Your point is completely valid about it’s ability to handle externally generated XML schema and documents. The lack of control over what and how it is generated leads to a lot of frustration. And the broker which is written primarily in C doesn’t speak XML at all. Version 8 is making some strides towards better XML schema imports but it’s not completely there yet.:uhoh:
For me I’ve adopted a hybrid approach to the top down service design practice that eliminates the issues with schema imports and broker support of XML. It’s been effective for me and is compatible across the major toolsets. I hope to lay out the pattern for this at some point and I’ll post it somewhere for others to see. I use this design approach both in webMethods and .Net so it isn’t specific to the webMethods IS issue with XML schema.
We could all just forget this and go REST, it solves all these problems right?
I agree there are issues with the support of XML and XML schema, but I prefer the approach of all processing using IS documents. For me, XML, CSV, and other formats are better dealt with at the “edges.”
Other toolsets use the “all XML in the middle” approach, which is fine too.
If we have to model our IS canonical form based on the XML schema, the import feature in Developer is of no use as it will add “:”. If we start doing it manually in IS then main point is defeated “ease of use” and “faster development time”

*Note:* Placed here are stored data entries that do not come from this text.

#![forbid(unsafe_code)]

//! Controllers for the route graph visualization.
//!
//! Single-threaded and event-driven: the host feeds [`controller::GraphMsg`]
//! values into [`controller::InteractionController::update`], commits the
//! returned snapshot to its rendering surface, and then runs whatever
//! [`command::Cmd`] came back. Deferred commands are how the refocus step is
//! ordered strictly after new node positions are committed: `update` never
//! focuses inline, it schedules a follow-up message instead.

pub mod command;
pub mod controller;
pub mod viewport;

pub use command::Cmd;
pub use controller::{ControllerError, GraphMsg, InteractionController, RouteSelection};
pub use viewport::{CameraTransform, ViewportController};
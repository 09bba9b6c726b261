#![forbid(unsafe_code)]

//! Deterministic layered layout for route graphs.
//!
//! Sugiyama-style pipeline, specialized for the tree-shaped graphs the
//! builder emits (the ranking phase still works on arbitrary DAG input):
//!   1. Rank assignment (longest path from sources, Kahn order)
//!   2. Ordering within ranks (pre-order sequence, crossing-free for trees)
//!   3. Coordinate assignment (direction-aware, ranks centered)
//!
//! All output is deterministic: identical input and configuration produce
//! byte-identical rank, order, and coordinate fields. Each call builds a
//! fresh working graph; no state leaks between invocations.

use std::collections::HashMap;
use std::env;
use std::fmt;

use crate::graph::{GraphEdge, RouteGraph};

// ── Direction ────────────────────────────────────────────────────────

/// Draw direction: which way ranks advance.
#[derive(Debug, Clone, Copy, PartialEq, Eq, Hash)]
pub enum Direction {
    TB,
    BT,
    LR,
    RL,
}

/// Side of a node's bounding box where edges visually attach.
#[derive(Debug, Clone, Copy, PartialEq, Eq)]
pub enum AnchorSide {
    Top,
    Bottom,
    Left,
    Right,
}

impl Direction {
    /// Parse a direction token. Anything unrecognized is a configuration
    /// error for the caller to reject before computing a layout.
    #[must_use]
    pub fn parse(value: &str) -> Option<Self> {
        match value.trim().to_ascii_lowercase().as_str() {
            "tb" => Some(Self::TB),
            "bt" => Some(Self::BT),
            "lr" => Some(Self::LR),
            "rl" => Some(Self::RL),
            _ => None,
        }
    }

    #[must_use]
    pub const fn as_str(self) -> &'static str {
        match self {
            Self::TB => "TB",
            Self::BT => "BT",
            Self::LR => "LR",
            Self::RL => "RL",
        }
    }

    /// Ranks advance along the vertical axis.
    #[must_use]
    pub const fn is_vertical(self) -> bool {
        matches!(self, Self::TB | Self::BT)
    }

    /// (incoming, outgoing) anchor sides for this direction.
    #[must_use]
    pub const fn anchors(self) -> (AnchorSide, AnchorSide) {
        match self {
            Self::TB => (AnchorSide::Top, AnchorSide::Bottom),
            Self::BT => (AnchorSide::Bottom, AnchorSide::Top),
            Self::LR => (AnchorSide::Left, AnchorSide::Right),
            Self::RL => (AnchorSide::Right, AnchorSide::Left),
        }
    }
}
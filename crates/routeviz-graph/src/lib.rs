#![forbid(unsafe_code)]

//! Route-tree visualization core: graph construction and layered layout.
//!
//! A rooted tree of named route segments goes in; a fully positioned
//! directed graph comes out. The pipeline has two stages:
//!
//! 1. [`graph::build`] flattens the route tree into node and edge lists,
//!    assigning pre-order identities and branch-membership colors.
//! 2. [`layout::layout`] assigns every node a rank (depth tier), an order
//!    within its rank, and final coordinates for a given draw direction.
//!
//! All output is deterministic: identical input trees and configuration
//! produce byte-identical rank, order, and coordinate fields. Coordinates
//! are in abstract world units; the rendering surface is an external
//! consumer of the positioned snapshot.

pub mod graph;
pub mod layout;

pub use graph::{Color, GraphEdge, GraphError, GraphNode, NodeKind, Route, RouteGraph, build};
pub use layout::{
    AnchorSide, Direction, LayoutConfig, LayoutError, LayoutPoint, LayoutStats, edge_endpoints,
    layout,
};
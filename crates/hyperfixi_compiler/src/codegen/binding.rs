//! Listener registration.

use std::fmt::Write as _;

use hyperfixi_foundation::Result;
use hyperfixi_semantic::EventModifiers;

use super::context::{CodegenContext, Emitter};
use super::expression::{expr, js_string};
use crate::ast::AstNode;

/// Generated binding function and its cleanup statement.
pub struct Binding {
    /// `function <id>_bind(el) { ... }`
    pub code: String,
    /// Listener removal, absent for one-shot listeners.
    pub cleanup: Option<String>,
}

/// Listener option object for the flags that are set.
fn listener_options(modifiers: &EventModifiers) -> Option<String> {
    let flags: Vec<_> = [
        ("once", modifiers.once),
        ("passive", modifiers.passive),
        ("capture", modifiers.capture),
    ]
    .into_iter()
    .filter_map(|(name, set)| set.then(|| format!("{name}: true")))
    .collect();
    (!flags.is_empty()).then(|| format!("{{ {} }}", flags.join(", ")))
}

/// Emits the bind function for a handler.
///
/// The listener is the handler itself, wrapped by `debounce`/`throttle`
/// when those modifiers are set and by `delegate` when a source selector
/// is given. `load` handlers go through `ready` instead of a listener.
pub fn binding(
    ctx: &mut CodegenContext<'_>,
    event: &str,
    modifiers: &EventModifiers,
    source: Option<&AstNode>,
) -> Result<Binding> {
    let id = ctx.handler_id.clone();
    let mut out = Emitter::new();
    out.open(format!("function {id}_bind(el) {{"));

    if event == "load" {
        let ready = ctx.helper("ready");
        out.line(format!("{ready}(() => {id}.call(el, new Event('load')));"));
        out.close("}");
        return Ok(Binding {
            code: out.finish(ctx.options.minify),
            cleanup: None,
        });
    }

    let mut listener = id.clone();
    if let Some(ms) = modifiers.debounce {
        listener = format!("{}({listener}, {ms})", ctx.helper("debounce"));
    } else if let Some(ms) = modifiers.throttle {
        listener = format!("{}({listener}, {ms})", ctx.helper("throttle"));
    }
    if let Some(source) = source {
        let selector = match source {
            AstNode::Selector { value, .. } => js_string(value),
            other => expr(ctx, other)?,
        };
        listener = format!("{}({selector}, {listener})", ctx.helper("delegate"));
    }
    out.line(format!("const listener = {listener};"));

    let mut args = format!("{}, listener", js_string(event));
    if let Some(options) = listener_options(modifiers) {
        let _ = write!(args, ", {options}");
    }
    out.line(format!("el.addEventListener({args});"));

    let cleanup = (!modifiers.once).then(|| format!("el.removeEventListener({args});"));
    if let Some(cleanup) = &cleanup {
        out.line(format!("return () => {{ {cleanup} }};"));
    }
    out.close("}");

    Ok(Binding {
        code: out.finish(ctx.options.minify),
        cleanup,
    })
}
//! Command-line front end for the `hyperfixi` binary.

use std::io;
use std::path::PathBuf;

use hyperfixi_compiler::{CodegenTarget, OutputMode};
use thiserror::Error;

use crate::batch::{BatchCompiler, ExtractedSnippet};
use crate::bundle::{BundleOptions, bundle};
use crate::compiler::AotCompiler;
use crate::options::{CompileOptions, MAX_OPTIMIZATION_LEVEL};
use crate::repl::Repl;

/// CLI failures.
#[derive(Debug, Error)]
pub enum CliError {
    /// Bad arguments.
    #[error("{0}")]
    Usage(String),
    /// A pipeline error.
    #[error(transparent)]
    Hyperfixi(#[from] hyperfixi_foundation::Error),
    /// An input file could not be read.
    #[error("cannot read {path}: {source}")]
    Read {
        /// The file.
        path: PathBuf,
        /// Why.
        #[source]
        source: io::Error,
    },
    /// Writing output failed.
    #[error("cannot write output: {0}")]
    Write(#[from] io::Error),
    /// Source did not compile.
    #[error("{0}")]
    Compile(String),
}

/// What to do.
#[derive(Clone, Debug, Default, PartialEq, Eq)]
pub enum Action {
    /// Compile the text.
    Compile(String),
    /// Render the text in another language.
    Translate {
        /// Source language; `--lang` when absent.
        from: Option<String>,
        /// Target language.
        to: String,
        /// Source text.
        text: String,
    },
    /// Compile a JSON list of snippets into one module.
    Batch(PathBuf),
    /// Start the REPL.
    #[default]
    Repl,
    /// Print usage.
    Help,
    /// Print the version.
    Version,
}

/// Parsed command line.
#[derive(Clone, Debug, Default, PartialEq)]
pub struct CliConfig {
    /// The subcommand.
    pub action: Action,
    /// Compilation options from flags.
    pub options: CompileOptions,
    /// Print JSON results.
    pub json: bool,
    /// Number of `-v` flags.
    pub verbosity: u8,
}

fn value<'a>(args: &'a [String], i: &mut usize, flag: &str) -> Result<&'a str, CliError> {
    *i += 1;
    args.get(*i)
        .map(String::as_str)
        .ok_or_else(|| CliError::Usage(format!("{flag} requires a value")))
}

/// Parses arguments, program name excluded.
///
/// # Errors
///
/// Returns `Usage` for unknown flags, missing values, or missing text.
pub fn parse_args(args: &[String]) -> Result<CliConfig, CliError> {
    let mut config = CliConfig::default();
    let mut from = None;
    let mut to = None;
    let mut positional = Vec::new();

    let mut i = 0;
    while i < args.len() {
        let arg = args[i].as_str();
        match arg {
            "-h" | "--help" => config.action = Action::Help,
            "-V" | "--version" => config.action = Action::Version,
            "--json" => config.json = true,
            "--minify" => config.options.codegen.minify = true,
            "--lang" | "-l" => config.options.language = value(args, &mut i, arg)?.to_string(),
            "--from" => from = Some(value(args, &mut i, arg)?.to_string()),
            "--to" => to = Some(value(args, &mut i, arg)?.to_string()),
            "--format" => {
                let text = value(args, &mut i, arg)?;
                config.options.codegen.mode = OutputMode::parse(text)
                    .ok_or_else(|| CliError::Usage(format!("unknown format: {text}")))?;
            }
            "--target" => {
                config.options.codegen.target = match value(args, &mut i, arg)? {
                    "es2017" => CodegenTarget::Es2017,
                    "es2020" => CodegenTarget::Es2020,
                    other => return Err(CliError::Usage(format!("unknown target: {other}"))),
                };
            }
            "--threshold" => {
                let text = value(args, &mut i, arg)?;
                config.options.confidence_threshold = text
                    .parse()
                    .map_err(|_| CliError::Usage(format!("invalid --threshold value: {text}")))?;
            }
            _ if arg.starts_with("-O") => {
                let level = arg[2..]
                    .parse::<u8>()
                    .ok()
                    .filter(|l| *l <= MAX_OPTIMIZATION_LEVEL)
                    .ok_or_else(|| CliError::Usage(format!("invalid optimization level: {arg}")))?;
                config.options.optimization_level = level;
            }
            _ if arg.len() > 1 && arg.starts_with('-') && arg[1..].chars().all(|c| c == 'v') => {
                let count = u8::try_from(arg.len() - 1).unwrap_or(u8::MAX);
                config.verbosity = config.verbosity.saturating_add(count);
            }
            _ if arg.starts_with('-') => {
                return Err(CliError::Usage(format!("unknown option: {arg}")));
            }
            _ => positional.push(arg.to_string()),
        }
        i += 1;
    }

    if matches!(config.action, Action::Help | Action::Version) {
        return Ok(config);
    }
    let mut positional = positional.into_iter();
    let text = |rest: std::vec::IntoIter<String>, command: &str| {
        let text = rest.collect::<Vec<_>>().join(" ");
        if text.is_empty() {
            Err(CliError::Usage(format!("{command} needs source text")))
        } else {
            Ok(text)
        }
    };
    config.action = match positional.next().as_deref() {
        None | Some("repl") => Action::Repl,
        Some("compile") => Action::Compile(text(positional, "compile")?),
        Some("translate") => Action::Translate {
            from,
            to: to.ok_or_else(|| CliError::Usage("translate needs --to".to_string()))?,
            text: text(positional, "translate")?,
        },
        Some("batch") => Action::Batch(
            positional
                .next()
                .map(PathBuf::from)
                .ok_or_else(|| CliError::Usage("batch needs a snippets file".to_string()))?,
        ),
        Some(other) => return Err(CliError::Usage(format!("unknown command: {other}"))),
    };
    Ok(config)
}

/// Runs a parsed command, writing results to `out`.
///
/// # Errors
///
/// Returns the first failure; a batch with failed snippets is an error
/// after its output is written.
pub fn run(config: &CliConfig, out: &mut impl io::Write) -> Result<(), CliError> {
    match &config.action {
        Action::Help => write!(out, "{HELP}")?,
        Action::Version => writeln!(out, "hyperfixi {}", env!("CARGO_PKG_VERSION"))?,
        Action::Compile(text) => {
            let result = AotCompiler::new().compile_one(text, &config.options);
            if config.json {
                writeln!(out, "{}", to_json(&result)?)?;
            } else if let Some(code) = &result.code {
                writeln!(out, "{code}")?;
            }
            for warning in &result.warnings {
                tracing::warn!("{warning}");
            }
            if !result.success {
                return Err(CliError::Compile(result.errors.join("\n")));
            }
        }
        Action::Translate { from, to, text } => {
            let from = from.as_deref().unwrap_or(&config.options.language);
            let rendered = AotCompiler::new().translate(text, from, to)?;
            writeln!(out, "{rendered}")?;
        }
        Action::Batch(path) => {
            let text = std::fs::read_to_string(path).map_err(|source| CliError::Read {
                path: path.clone(),
                source,
            })?;
            let snippets = ExtractedSnippet::list_from_json(&text)?;
            let result = BatchCompiler::new(config.options.clone()).compile(&snippets);
            if config.json {
                writeln!(out, "{}", to_json(&result)?)?;
            } else {
                let options = BundleOptions::from_codegen(&config.options.codegen);
                write!(out, "{}", bundle(&result.compiled, &options))?;
            }
            for error in &result.errors {
                tracing::error!(
                    "{}:{}:{} [{}] {}",
                    error.file,
                    error.line,
                    error.column,
                    error.domain,
                    error.message
                );
            }
            if result.stats.error_count > 0 {
                return Err(CliError::Compile(format!(
                    "{} of {} snippets failed",
                    result.stats.error_count, result.stats.total_snippets
                )));
            }
        }
        Action::Repl => {
            Repl::new()?
                .with_options(config.options.clone())
                .with_json(config.json)
                .run()?;
        }
    }
    Ok(())
}

fn to_json(value: &impl serde::Serialize) -> Result<String, CliError> {
    serde_json::to_string_pretty(value).map_err(|e| {
        CliError::Hyperfixi(hyperfixi_foundation::Error::new(
            hyperfixi_foundation::ErrorKind::Json(e.to_string()),
        ))
    })
}

const HELP: &str = "\x1b[1mhyperfixi\x1b[0m - multilingual hyperscript to JavaScript compiler

\x1b[1mUSAGE:\x1b[0m
    hyperfixi [OPTIONS] [COMMAND]

\x1b[1mCOMMANDS:\x1b[0m
    compile <text>                    Compile one snippet and print the code
    translate --to <L> <text>         Render a snippet in another language
    batch <snippets.json>             Compile extracted snippets into one module
    repl                              Start the interactive REPL (default)

\x1b[1mOPTIONS:\x1b[0m
    -l, --lang <L>        Source language (en es it ja ko tr ar)
        --from <L>        Source language for translate
        --to <L>          Target language for translate
    -O<n>                 Optimization level 0, 1, or 2 (default 2)
        --format <F>      esm, cjs, or iife (default esm)
        --target <T>      es2017 or es2020 (default es2020)
        --minify          Minify generated code
        --threshold <N>   Semantic confidence threshold (default 0.7)
        --json            Print results as JSON
    -v, -vv, -vvv         More logging (HYPERFIXI_LOG overrides)
    -h, --help            Print help information
    -V, --version         Print version information

\x1b[1mEXAMPLES:\x1b[0m
    hyperfixi compile 'on click toggle .active'
    hyperfixi --lang ja compile 'クリック で .active を 切り替え'
    hyperfixi translate --from en --to ko 'toggle .active on #button'
    hyperfixi --format cjs batch snippets.json > handlers.js
";

#[cfg(test)]
mod tests {
    use super::*;

    fn args(line: &str) -> Vec<String> {
        line.split_whitespace().map(String::from).collect()
    }

    #[test]
    fn compile_with_flags() {
        let config = parse_args(&args("--lang es -O1 --format iife -vv compile alternar .active")).unwrap();
        assert_eq!(config.action, Action::Compile("alternar .active".to_string()));
        assert_eq!(config.options.language, "es");
        assert_eq!(config.options.optimization_level, 1);
        assert_eq!(config.options.codegen.mode, OutputMode::Iife);
        assert_eq!(config.verbosity, 2);
    }

    #[test]
    fn translate_needs_target() {
        assert!(matches!(
            parse_args(&args("translate toggle .a")),
            Err(CliError::Usage(_))
        ));
        let config = parse_args(&args("translate --from en --to ja toggle .a")).unwrap();
        assert_eq!(
            config.action,
            Action::Translate {
                from: Some("en".to_string()),
                to: "ja".to_string(),
                text: "toggle .a".to_string(),
            }
        );
    }

    #[test]
    fn defaults_and_errors() {
        assert_eq!(parse_args(&[]).unwrap().action, Action::Repl);
        assert_eq!(parse_args(&args("--help compile")).unwrap().action, Action::Help);
        assert!(parse_args(&args("-O7 compile x")).is_err());
        assert!(parse_args(&args("--bogus")).is_err());
        assert!(parse_args(&args("compile")).is_err());
        assert!(parse_args(&args("batch")).is_err());
    }

    #[test]
    fn run_compile() {
        let config = parse_args(&args("compile on click toggle .active")).unwrap();
        let mut out = Vec::new();
        run(&config, &mut out).unwrap();
        let text = String::from_utf8(out).unwrap();
        assert!(text.contains("function _hf_click_toggle_active(event) {"));
    }

    #[test]
    fn run_compile_json() {
        let config = parse_args(&args("--json compile toggle .active")).unwrap();
        let mut out = Vec::new();
        run(&config, &mut out).unwrap();
        let json: serde_json::Value = serde_json::from_slice(&out).unwrap();
        assert_eq!(json["success"], true);
        assert_eq!(json["metadata"]["parserUsed"], "semantic");
    }

    #[test]
    fn run_translate() {
        let config = parse_args(&args("translate --to es toggle .active")).unwrap();
        let mut out = Vec::new();
        run(&config, &mut out).unwrap();
        assert!(String::from_utf8(out).unwrap().contains(".active"));
    }

    #[test]
    fn missing_batch_file() {
        let config = parse_args(&args("batch /nonexistent/snippets.json")).unwrap();
        let err = run(&config, &mut Vec::new()).unwrap_err();
        assert!(matches!(err, CliError::Read { .. }));
    }
}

As long as we are doing integration interface we would still be happy with IS Documents. The moment we start using it as an application interface with MWS+BPM, we are stuck. The BPM needs a broker document (means we cannot use XML schema generated IS Document) and MWS application tries to invoke a webservice via ESB/BPM layer. We have rework to convert IS Document to XML specific IS Doc types created by webservices. This again defeats the purpose “ease of use” and “faster development time”. There are workarounds but they are not “'time” effective and do not provide an edge over services/utilities developed in normal JAVA/.NET or any other language.
The schema is again a problem. If 2 or more webServices are importing common schemas then the consumer generation in ESB gives heaps of warnings. Sometimes webService consumer documents do not generate some fields if a schema is already present withing ESB. This again is very critical, ESB should support having 2 same schemas in different folders without any warning/error
…For this wM 8 also not supported.I have tested in different packages, still its throwing warnings and its overwriting with old schemas.